Indian-American physicist

Rajendran Raja (14 July 1948 – 15 February 2014) was an Indian-American physicist who played a key role in the discovery of the top quark at Fermilab.

==Early life and education==

Rajendran Raja was born on 14 July 1948 in Guruvayur, India. His mother was a chemist and his father was a geophysicist. After his mother died when he was nine years old, his father remarried and moved the family to Kenya, where Raja's father taught at the University of Nairobi. Raja attended a Kenyan boarding school and Strathmore University in Nairobi, Kenya. He traveled to England in 1967 to attend the University of Cambridge, where he received his undergraduate degree in 1970. He remained at this institution to pursue his PhD under the direction of John Gordon Rushbrooke and was inducted as a fellow of the University of Cambridge's Trinity College in 1973. He received his PhD in 1975 with a thesis titled Single Pion Production.

==Career==

In 1974, Rajendran Raja immigrated to the United States and became a physicist at Fermilab, a U.S. Department of Energy national laboratory near Batavia, Illinois specializing in high-energy particle physics.
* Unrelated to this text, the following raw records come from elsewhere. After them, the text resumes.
use thiserror::Error;
use trellis_core::CoreError;

/// Engine error types
#[derive(Error, Debug)]
pub enum EngineError {
    /// Domain-level error (validation, run state, condition syntax)
    #[error(transparent)]
    Core(#[from] CoreError),

    /// A planned request failed catalog validation even after alias
    /// correction; execution was not attempted
    #[error("Invalid endpoint: {method} {path}")]
    InvalidEndpoint {
        /// Requested method
        method: String,
        /// Requested path
        path: String,
        /// Ranked same-method suggestions, best first
        suggestions: Vec<String>,
    },

    /// A sandboxed code node exceeded its timeout
    #[error("Code step timed out after {timeout_ms}ms")]
    StepTimeout {
        /// The configured timeout
        timeout_ms: u64,
    },

    /// A sandboxed script raised a runtime error
    #[error("Script error: {0}")]
    ScriptError(String),

    /// A declared package is not on the sandbox allow-list
    #[error("Package not allowed: {0}")]
    PackageNotAllowed(String),

    /// An external API or workflow call failed
    #[error("Upstream call failed: {0}")]
    UpstreamCall(String),

    /// No handler is registered for the operation type
    #[error("No handler registered for operation: {0}")]
    UnknownOperation(String),

    /// Operation options did not match the handler's expected shape
    #[error("Invalid options: {0}")]
    InvalidOptions(String),
}

impl From<serde_json::Error> for EngineError {
    fn from(err: serde_json::Error) -> Self {
        EngineError::InvalidOptions(err.to_string())
    }
}

impl From<reqwest::Error> for EngineError {
    fn from(err: reqwest::Error) -> Self {
        EngineError::UpstreamCall(err.to_string())
    }
}
//! Retrieval search: the similarity fallback used when exact and alias
//! catalog matching fail. The default implementation is lexical
//! (token-overlap over the index); a semantic store can be swapped in
//! behind the same trait.

use crate::endpoint::{Endpoint, Method};
use crate::index::path_tokens;
use crate::service::CatalogService;
use async_trait::async_trait;
use std::sync::Arc;

/// A retrieval candidate with its similarity score
#[derive(Debug, Clone, PartialEq)]
pub struct ScoredEndpoint {
    /// The candidate endpoint
    pub endpoint: Endpoint,
    /// Similarity to the query, higher is better
    pub score: f32,
}

/// Similarity-based endpoint lookup
#[async_trait]
pub trait RetrievalSearch: Send + Sync {
    /// Best-matching endpoints for a free-text query, best first
    async fn search(&self, query: &str, limit: usize) -> Vec<ScoredEndpoint>;

    /// Best match restricted to one method, if any
    async fn search_method(&self, method: Method, query: &str) -> Option<Endpoint> {
        self.search(query, 10)
            .await
            .into_iter()
            .map(|s| s.endpoint)
            .find(|e| e.method == method)
    }
}

/// Token-overlap retrieval over the live catalog index
pub struct LexicalRetrieval {
    catalog: Arc<CatalogService>,
}

impl LexicalRetrieval {
    /// Create a retrieval over the given catalog service
    pub fn new(catalog: Arc<CatalogService>) -> Self {
        Self { catalog }
    }
}

#[async_trait]
impl RetrievalSearch for LexicalRetrieval {
    async fn search(&self, query: &str, limit: usize) -> Vec<ScoredEndpoint> {
        let index = self.catalog.index().await;
        let query_tokens = text_tokens(query);
        if query_tokens.is_empty() {
            return Vec::new();
        }

        let mut scored: Vec<ScoredEndpoint> = index
            .endpoints()
            .iter()
            .filter_map(|endpoint| {
                let score = overlap_score(&query_tokens, &path_tokens(&endpoint.path));
                if score > 0.0 {
                    Some(ScoredEndpoint {
                        endpoint: endpoint.clone(),
                        score,
                    })
                } else {
                    None
                }
            })
            .collect();

        scored.sort_by(|a, b| {
            b.score
                .partial_cmp(&a.score)
                .unwrap_or(std::cmp::Ordering::Equal)
                .then_with(|| a.endpoint.path.cmp(&b.endpoint.path))
        });
        scored.truncate(limit);
        scored
    }
}

fn text_tokens(text: &str) -> Vec<String> {
    text.to_ascii_lowercase()
        .split(|c: char| !c.is_ascii_alphanumeric())
        .filter(|t| t.len() > 1)
        .map(str::to_string)
        .collect()
}

/// Fraction of path tokens matched by the query, with singular/plural
/// tolerance
fn overlap_score(query: &[String], path: &[String]) -> f32 {
    if path.is_empty() {
        return 0.0;
    }
    let matched = path
        .iter()
        .filter(|p| {
            query
                .iter()
                .any(|q| q == *p || q.trim_end_matches('s') == p.trim_end_matches('s'))
        })
        .count();
    matched as f32 / path.len() as f32
}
During his forty years at Fermilab, Raja's important contributions to the lab's scientific work included playing a key role in the design of the hermetic DZero detector. He served as head of the top quark analysis group, and the multivariate algorithm he developed was a crucial tool in the discovery of this particle at Fermilab in 1995. During his last years at Fermilab, he served as spokesperson for the Main Injector Particle Production experiment. He also became an advocate of accelerator-driven thorium reactors, which he believed could help solve the world's energy crisis. He contributed more than 300 publications to scientific journals.

Raja also fostered cooperation between the U.S. and India in particle physics, starting a program at DZero in the early 1990s that has helped more than ten Indian students earn their PhDs.